The government will issue a HURRICANE WATCH for your part of the coast when weather data indicate that there is the possibility that you could experience hurricane conditions within the next 36 hours. However, keep in mind that this is meaning that there is only a chance of getting hit by a storm. So far there is absolutely no certainty, only a chance.
A HURRICANE WARNING is issued for your part of the coast indicates that you can expect sustained** winds of at least 74 mph within the next 24 hours. Now it is time to keep the TV on and frequently check back with the weather people. The local authorities might already issue a partial or complete evacuation. If it is not that bad, it is at the least time to start with necessary preparations. Just in case, and keep in mind that there is a chance that you might lose power for hours or days. So, Hurricane Watch is just a precaution; Hurricane Warning is serious.

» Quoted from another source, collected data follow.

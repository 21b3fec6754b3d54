//! Built-in beacon servers.
//!
//! Every entry answers a plain-HTTP GET with a small fixed response and is
//! operated for the purpose of connectivity and captive-portal detection.

use std::borrow::Cow;
use std::fmt;

/// A probe target: display name plus the URL to GET.
#[derive(Debug, Clone, PartialEq, Eq, Hash)]
pub struct CheckServer {
    name: Cow<'static, str>,
    url: Cow<'static, str>,
}

impl CheckServer {
    /// Create a server entry from owned or borrowed strings.
    pub fn new(name: impl Into<Cow<'static, str>>, url: impl Into<Cow<'static, str>>) -> Self {
        Self {
            name: name.into(),
            url: url.into(),
        }
    }

    /// Const constructor for the compiled-in table.
    pub const fn builtin(name: &'static str, url: &'static str) -> Self {
        Self {
            name: Cow::Borrowed(name),
            url: Cow::Borrowed(url),
        }
    }

    pub fn name(&self) -> &str {
        &self.name
    }

    pub fn url(&self) -> &str {
        &self.url
    }
}

impl fmt::Display for CheckServer {
    fn fmt(&self, f: &mut fmt::Formatter<'_>) -> fmt::Result {
        write!(f, "{} ({})", self.name, self.url)
    }
}

/// The fixed catalog, in rotation order.
pub static CATALOG: [CheckServer; 5] = [
    CheckServer::builtin("Google", "http://clients3.google.com/generate_204"),
    CheckServer::builtin("Cloudflare", "http://cp.cloudflare.com/generate_204"),
    CheckServer::builtin("Microsoft", "http://www.msftconnecttest.com/connecttest.txt"),
    CheckServer::builtin("Apple", "http://captive.apple.com/hotspot-detect.html"),
    CheckServer::builtin("Mozilla", "http://detectportal.firefox.com/success.txt"),
];
/// Filesystem engine and host-callback dispatch

/// CP/M-family directory and allocation engine
pub mod cpm;
/// Directory entry codec
pub mod fat;

pub use cpm::{CpmFs, DiskParameterBlock, Variant};
pub use fat::FatEntry;

use crate::error::Result;
use std::sync::RwLock;
use tracing::error;

/// Allocation granule of the CP/M-family filesystems
pub const BLOCK_SIZE: u32 = 2048;
/// 128-byte sub-unit of a block; directory entries count these
pub const RECORD_SIZE: u32 = 128;

const S_IFDIR: u32 = 0o040000;
const S_IFREG: u32 = 0o100000;

/// Mode reported for the root directory
pub const DIR_MODE: u32 = S_IFDIR | 0o755;
/// Mode reported for regular files
pub const FILE_MODE: u32 = S_IFREG | 0o644;

const EIO: i32 = 5;

/// Stat data synthesized for a path
#[derive(Debug, Clone, Copy, Default, PartialEq, Eq)]
pub struct FileAttr {
    /// File type and permission bits
    pub mode: u32,
    /// Link count; always 1 here
    pub nlink: u32,
    /// Size in bytes
    pub size: u64,
    /// Preferred I/O size (the disk's sector size)
    pub blksize: u32,
    /// 512-byte units covered by the file
    pub blocks: u64,
}

/// Filesystem-wide statistics
#[derive(Debug, Clone, Copy, Default, PartialEq, Eq)]
pub struct FsStats {
    /// Block size in bytes
    pub block_size: u32,
    /// Fragment size in bytes (same as the block size)
    pub fragment_size: u32,
    /// Data blocks available to files
    pub blocks: u64,
    /// Unallocated data blocks
    pub blocks_free: u64,
    /// Directory slots in total
    pub files: u64,
    /// Unallocated directory slots
    pub files_free: u64,
    /// Longest possible filename
    pub name_max: u32,
}

/// The operations a mounted filesystem serves
///
/// Paths are flat: only `/` and `/<name>` exist. Every method reports
/// failures through [`crate::error::FsError`]; the [`Dispatcher`] maps them
/// onto POSIX errno codes for the host.
pub trait Filesystem {
    /// Stat a path
    fn getattr(&self, path: &str) -> Result<FileAttr>;

    /// Remove a file's primary directory entry
    fn unlink(&mut self, path: &str) -> Result<()>;

    /// Grow or shrink a file to `length` bytes
    fn truncate(&mut self, path: &str, length: u64) -> Result<()>;

    /// Check that a file exists; no handle state is kept
    fn open(&self, path: &str) -> Result<()>;

    /// Read into `buf` from `offset`, returning the bytes transferred
    fn read(&self, path: &str, buf: &mut [u8], offset: u64) -> Result<usize>;

    /// Write `buf` at `offset`, extending the file if needed; returns the
    /// bytes transferred
    fn write(&mut self, path: &str, buf: &[u8], offset: u64) -> Result<usize>;

    /// Filesystem-wide statistics; only valid for `/`
    fn statfs(&self, path: &str) -> Result<FsStats>;

    /// Release a previously opened file
    fn release(&self, path: &str) -> Result<()>;

    /// Enumerate the root directory
    ///
    /// The filler is invoked once per file; returning `true` from it stops
    /// the enumeration.
    fn readdir(&self, path: &str, filler: &mut dyn FnMut(&str, &FileAttr) -> bool) -> Result<()>;

    /// Create an empty file
    fn create(&mut self, path: &str) -> Result<()>;
}

/// Locked adapter between host callbacks and a [`Filesystem`]
///
/// Host callbacks may arrive on parallel threads; one readers-writer lock
/// spans every operation, so each callback sees a consistent snapshot of
/// the directory and block map. Reads and attribute queries share the lock,
/// mutations take it exclusively. Returns follow the host convention:
/// negative errno on failure, zero or bytes transferred on success.
pub struct Dispatcher<F> {
    inner: RwLock<F>,
}

impl<F: Filesystem> Dispatcher<F> {
    /// Wrap a filesystem for host dispatch
    pub fn new(fs: F) -> Self {
        Self {
            inner: RwLock::new(fs),
        }
    }

    /// Recover the filesystem, e.g. to flush it after unmount
    pub fn into_inner(self) -> F {
        match self.inner.into_inner() {
            Ok(fs) => fs,
            Err(poisoned) => poisoned.into_inner(),
        }
    }

    fn status(result: Result<()>) -> i32 {
        match result {
            Ok(()) => 0,
            Err(err) => report(err),
        }
    }

    /// Stat a path into `attr`
    pub fn getattr(&self, path: &str, attr: &mut FileAttr) -> i32 {
        let Ok(fs) = self.inner.read() else {
            return -EIO;
        };

        match fs.getattr(path) {
            Ok(found) => {
                *attr = found;
                0
            }
            Err(err) => report(err),
        }
    }

    /// Remove a file
    pub fn unlink(&self, path: &str) -> i32 {
        let Ok(mut fs) = self.inner.write() else {
            return -EIO;
        };

        Self::status(fs.unlink(path))
    }

    /// Resize a file
    pub fn truncate(&self, path: &str, length: u64) -> i32 {
        let Ok(mut fs) = self.inner.write() else {
            return -EIO;
        };

        Self::status(fs.truncate(path, length))
    }

    /// Open a file
    pub fn open(&self, path: &str) -> i32 {
        let Ok(fs) = self.inner.read() else {
            return -EIO;
        };

        Self::status(fs.open(path))
    }

    /// Read into `buf`; returns bytes read or a negative errno
    pub fn read(&self, path: &str, buf: &mut [u8], offset: u64) -> i32 {
        let Ok(fs) = self.inner.read() else {
            return -EIO;
        };

        match fs.read(path, buf, offset) {
            Ok(n) => n as i32,
            Err(err) => report(err),
        }
    }

    /// Write from `buf`; returns bytes written or a negative errno
    pub fn write(&self, path: &str, buf: &[u8], offset: u64) -> i32 {
        let Ok(mut fs) = self.inner.write() else {
            return -EIO;
        };

        match fs.write(path, buf, offset) {
            Ok(n) => n as i32,
            Err(err) => report(err),
        }
    }

    /// Query filesystem statistics into `stats`
    pub fn statfs(&self, path: &str, stats: &mut FsStats) -> i32 {
        let Ok(fs) = self.inner.read() else {
            return -EIO;
        };

        match fs.statfs(path) {
            Ok(found) => {
                *stats = found;
                0
            }
            Err(err) => report(err),
        }
    }

    /// Release a file
    pub fn release(&self, path: &str) -> i32 {
        let Ok(fs) = self.inner.read() else {
            return -EIO;
        };

        Self::status(fs.release(path))
    }

    /// Enumerate a directory through `filler`
    pub fn readdir(&self, path: &str, filler: &mut dyn FnMut(&str, &FileAttr) -> bool) -> i32 {
        let Ok(fs) = self.inner.read() else {
            return -EIO;
        };

        Self::status(fs.readdir(path, filler))
    }

    /// Create an empty file
    pub fn create(&self, path: &str) -> i32 {
        let Ok(mut fs) = self.inner.write() else {
            return -EIO;
        };

        Self::status(fs.create(path))
    }
}

/// Convert an error to its errno, logging anything that is not an expected
/// application error
fn report(err: crate::error::FsError) -> i32 {
    let code = err.errno();

    if code == -EIO {
        error!("filesystem operation failed: {}", err);
    }

    code
}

Hurricanes come with a Storm Surge
The water that is pushed toward the shore by the force of the winds swirling around the storm is called “STORM SURGE”. This advancing surge, combined with the normal tide, can create the hurricane storm tide, which can increase the mean water level up to 20 feet and more.

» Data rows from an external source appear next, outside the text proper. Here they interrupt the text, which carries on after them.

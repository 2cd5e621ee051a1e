/// Interactive console for CP/M-family floppy images

use std::path::PathBuf;
use std::process::ExitCode;

use floppyfs::{image, CpmFs, FileAttr, Filesystem, Variant};
use rustyline::completion::{Completer, Pair};
use rustyline::error::ReadlineError;
use rustyline::highlight::Highlighter;
use rustyline::hint::Hinter;
use rustyline::history::DefaultHistory;
use rustyline::validate::Validator;
use rustyline::{Context, Editor, Helper};

/// Command completer for the REPL
struct CommandCompleter {
    commands: Vec<&'static str>,
}

impl CommandCompleter {
    fn new() -> Self {
        Self {
            commands: vec![
                "cat", "create", "dir", "entries", "exit", "help", "info", "ls", "quit", "rm",
                "save", "stat", "truncate", "write",
            ],
        }
    }
}

impl Completer for CommandCompleter {
    type Candidate = Pair;

    fn complete(
        &self,
        line: &str,
        pos: usize,
        _ctx: &Context<'_>,
    ) -> rustyline::Result<(usize, Vec<Pair>)> {
        // Only complete the first word (command name)
        let line_to_cursor = &line[..pos];
        if line_to_cursor.contains(' ') {
            return Ok((pos, vec![]));
        }

        let prefix = line_to_cursor.to_lowercase();
        let matches: Vec<Pair> = self
            .commands
            .iter()
            .filter(|cmd| cmd.starts_with(&prefix))
            .map(|cmd| Pair {
                display: cmd.to_string(),
                replacement: cmd.to_string(),
            })
            .collect();

        Ok((0, matches))
    }
}

impl Hinter for CommandCompleter {
    type Hint = String;
}

impl Highlighter for CommandCompleter {}
impl Validator for CommandCompleter {}
impl Helper for CommandCompleter {}

fn version() {
    println!("floppyfs version {}", env!("CARGO_PKG_VERSION"));
}

fn help(progname: &str) {
    version();
    println!("Usage: {} [options] --file=<disk-image>", progname);
    println!("    --file=<disk-image>    The path to the disk image to load");
    println!("    --filesystem=<fs>      The filesystem type, cpm or hc (default: hc)");
    println!();
}

fn print_help() {
    println!("Commands:");
    println!("  dir | ls              List files");
    println!("  cat <name>            Print a file's contents");
    println!("  stat <name>           Show a file's attributes");
    println!("  create <name>         Create an empty file");
    println!("  write <name> <text>   Write text at the start of a file");
    println!("  truncate <name> <n>   Resize a file to n bytes");
    println!("  rm <name>             Delete a file");
    println!("  entries               Dump the raw directory entries");
    println!("  info                  Show image and filesystem statistics");
    println!("  save                  Flush changes back to the image file");
    println!("  help                  Show this help");
    println!("  quit | exit           Save and leave");
}

/// Normalize a console filename into the flat path space
fn file_path(name: &str) -> String {
    if name.starts_with('/') {
        name.to_string()
    } else {
        format!("/{}", name)
    }
}

fn print_attr(name: &str, attr: &FileAttr) {
    println!(
        "{:>10}  mode {:o}  blocks {:>4}  {}",
        attr.size, attr.mode, attr.blocks, name
    );
}

fn list_files(fs: &CpmFs) {
    let mut count = 0usize;
    let mut total = 0u64;

    let result = fs.readdir("/", &mut |name, attr| {
        print_attr(name, attr);
        count += 1;
        total += attr.size;
        false
    });

    match result {
        Ok(()) => println!("{} file(s), {} bytes", count, total),
        Err(e) => println!("Error: {}", e),
    }
}

fn print_entries(fs: &CpmFs) {
    for (i, entry) in fs.entries().iter().enumerate() {
        if entry.free() {
            continue;
        }

        print!("entry {:>3}: \"{}\"", i, entry.name());

        if entry.read_only() {
            print!(" (read-only)");
        }
        if entry.hidden() {
            print!(" (hidden)");
        }
        if entry.ex_lo() != 0 || entry.ex_hi() != 0 {
            print!(" (extent {}/{})", entry.ex_lo(), entry.ex_hi());
        }
        println!();

        println!("\trecord count: {}", entry.record_count());

        print!("\tallocation units:");
        for unit in entry.allocation_units() {
            print!(" {:04x}", unit);
        }
        println!();
    }
}

fn print_info(fs: &CpmFs) {
    let props = fs.disk().properties();

    println!(
        "geometry: {} tracks, {} heads, {} sectors of {} bytes ({} KiB)",
        props.tracks(),
        props.heads(),
        props.sectors(),
        props.sector_size(),
        props.size() / 1024
    );
    println!("filesystem: {}", fs.variant());
    println!("modified: {}", fs.disk().modified());

    match fs.statfs("/") {
        Ok(stats) => {
            println!(
                "blocks: {} total, {} free ({} bytes each)",
                stats.blocks, stats.blocks_free, stats.block_size
            );
            println!(
                "directory: {} slots, {} free",
                stats.files, stats.files_free
            );
        }
        Err(e) => println!("Error: {}", e),
    }
}

fn cat(fs: &CpmFs, path: &str) {
    let size = match fs.getattr(path) {
        Ok(attr) => attr.size as usize,
        Err(e) => {
            println!("Error: {}", e);
            return;
        }
    };

    let mut buf = vec![0u8; size];
    match fs.read(path, &mut buf, 0) {
        Ok(n) => {
            buf.truncate(n);
            println!("{}", String::from_utf8_lossy(&buf));
        }
        Err(e) => println!("Error: {}", e),
    }
}

fn write_text(fs: &mut CpmFs, path: &str, text: &str) {
    if fs.open(path).is_err() {
        if let Err(e) = fs.create(path) {
            println!("Error: {}", e);
            return;
        }
    }

    match fs.write(path, text.as_bytes(), 0) {
        Ok(n) => println!("{} bytes written", n),
        Err(e) => println!("Error: {}", e),
    }
}

struct Options {
    file: Option<String>,
    filesystem: String,
    help: bool,
    version: bool,
}

fn parse_args(args: &[String]) -> Options {
    let mut options = Options {
        file: None,
        filesystem: "hc".to_string(),
        help: false,
        version: false,
    };

    for arg in args {
        if let Some(path) = arg.strip_prefix("--file=") {
            options.file = Some(path.to_string());
        } else if let Some(fs) = arg.strip_prefix("--filesystem=") {
            options.filesystem = fs.to_string();
        } else if arg == "-h" || arg == "--help" {
            options.help = true;
        } else if arg == "-V" || arg == "--version" {
            options.version = true;
        } else if options.file.is_none() && !arg.starts_with('-') {
            options.file = Some(arg.to_string());
        }
    }

    options
}

fn main() -> ExitCode {
    tracing_subscriber::fmt()
        .with_env_filter(tracing_subscriber::EnvFilter::from_default_env())
        .with_target(false)
        .without_time()
        .init();

    let args: Vec<String> = std::env::args().collect();
    let options = parse_args(&args[1..]);

    if options.help {
        help(&args[0]);
        return ExitCode::SUCCESS;
    }

    if options.version {
        version();
        return ExitCode::SUCCESS;
    }

    let Some(file) = options.file else {
        eprintln!("Error: please use `--file' to indicate a disk image to load");
        return ExitCode::FAILURE;
    };

    let Some(variant) = Variant::from_name(&options.filesystem) else {
        eprintln!("Error: unsupported filesystem \"{}\"", options.filesystem);
        return ExitCode::FAILURE;
    };

    let disk = match image::open(&file) {
        Ok(disk) => disk,
        Err(e) => {
            eprintln!("Error: failed to load the disk image \"{}\": {}", file, e);
            return ExitCode::FAILURE;
        }
    };

    let mut fs = match CpmFs::new(disk, variant) {
        Ok(fs) => fs,
        Err(e) => {
            eprintln!("Error: {}", e);
            return ExitCode::FAILURE;
        }
    };

    let image_path = PathBuf::from(&file);

    println!("=== floppyfs ===");
    println!("Mounted {} as {}.", file, variant);
    println!("Type 'help' for available commands\n");

    let mut rl: Editor<CommandCompleter, DefaultHistory> = match Editor::new() {
        Ok(rl) => rl,
        Err(e) => {
            eprintln!("Error: failed to create editor: {}", e);
            return ExitCode::FAILURE;
        }
    };
    rl.set_helper(Some(CommandCompleter::new()));

    loop {
        let input = match rl.readline("> ") {
            Ok(line) => line,
            Err(ReadlineError::Interrupted) => {
                println!("^C");
                continue;
            }
            Err(ReadlineError::Eof) => break,
            Err(err) => {
                println!("Error: {:?}", err);
                break;
            }
        };

        let input = input.trim();
        if input.is_empty() {
            continue;
        }

        let _ = rl.add_history_entry(input);

        let parts: Vec<&str> = input.split_whitespace().collect();
        let command = parts[0].to_lowercase();

        match command.as_str() {
            "help" => print_help(),
            "quit" | "exit" => break,
            "dir" | "ls" => list_files(&fs),
            "entries" => print_entries(&fs),
            "info" => print_info(&fs),
            "cat" => {
                if parts.len() < 2 {
                    println!("Usage: cat <name>");
                    continue;
                }
                cat(&fs, &file_path(parts[1]));
            }
            "stat" => {
                if parts.len() < 2 {
                    println!("Usage: stat <name>");
                    continue;
                }
                match fs.getattr(&file_path(parts[1])) {
                    Ok(attr) => print_attr(parts[1], &attr),
                    Err(e) => println!("Error: {}", e),
                }
            }
            "create" => {
                if parts.len() < 2 {
                    println!("Usage: create <name>");
                    continue;
                }
                match fs.create(&file_path(parts[1])) {
                    Ok(()) => println!("Created {}", parts[1]),
                    Err(e) => println!("Error: {}", e),
                }
            }
            "write" => {
                if parts.len() < 3 {
                    println!("Usage: write <name> <text>");
                    continue;
                }
                write_text(&mut fs, &file_path(parts[1]), &parts[2..].join(" "));
            }
            "truncate" => {
                let length = parts.get(2).and_then(|n| n.parse::<u64>().ok());
                let (Some(name), Some(length)) = (parts.get(1), length) else {
                    println!("Usage: truncate <name> <length>");
                    continue;
                };
                match fs.truncate(&file_path(name), length) {
                    Ok(()) => println!("Truncated {} to {} bytes", name, length),
                    Err(e) => println!("Error: {}", e),
                }
            }
            "rm" => {
                if parts.len() < 2 {
                    println!("Usage: rm <name>");
                    continue;
                }
                match fs.unlink(&file_path(parts[1])) {
                    Ok(()) => println!("Deleted {}", parts[1]),
                    Err(e) => println!("Error: {}", e),
                }
            }
            "save" => match fs.save(&image_path) {
                Ok(()) => println!("Saved {}", image_path.display()),
                Err(e) => println!("Error: {}", e),
            },
            _ => println!("Unknown command '{}'. Type 'help' for a list.", command),
        }
    }

    // the image is only rewritten if something changed
    if let Err(e) = fs.save(&image_path) {
        eprintln!("Error: failed to save \"{}\": {}", image_path.display(), e);
        return ExitCode::FAILURE;
    }

    println!("Goodbye!");
    ExitCode::SUCCESS
}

In the last 30 years, INLAND FLOODING has been responsible for more than half the deaths associated with tropical cyclones in the United States. In flood zones along the coast and areas close to rivers, this is the real concern.
Hurricane – Force – Winds
Powerfull HURRICANE – FORCE – WINDS can destroy poorly constructed buildings and mobile homes within a blink of an eye. Debris such as signs, roofing material, and small items left outside become flying missiles in hurricanes. Only hurricane shutters can prevent significant damages. Don’t go outside; those missiles can kill you!
Hurricanes can produce TORNADOS that add to the storm’s destructive power. Tornadoes are most likely to occur in the right-front quadrant of the hurricane. The right-front quadrant is the section of the storm where the rain and the wind are already the heaviest.
** Sustained winds are defined as a 1-minute average wind measured at about 33 ft (10 meters) above the surface.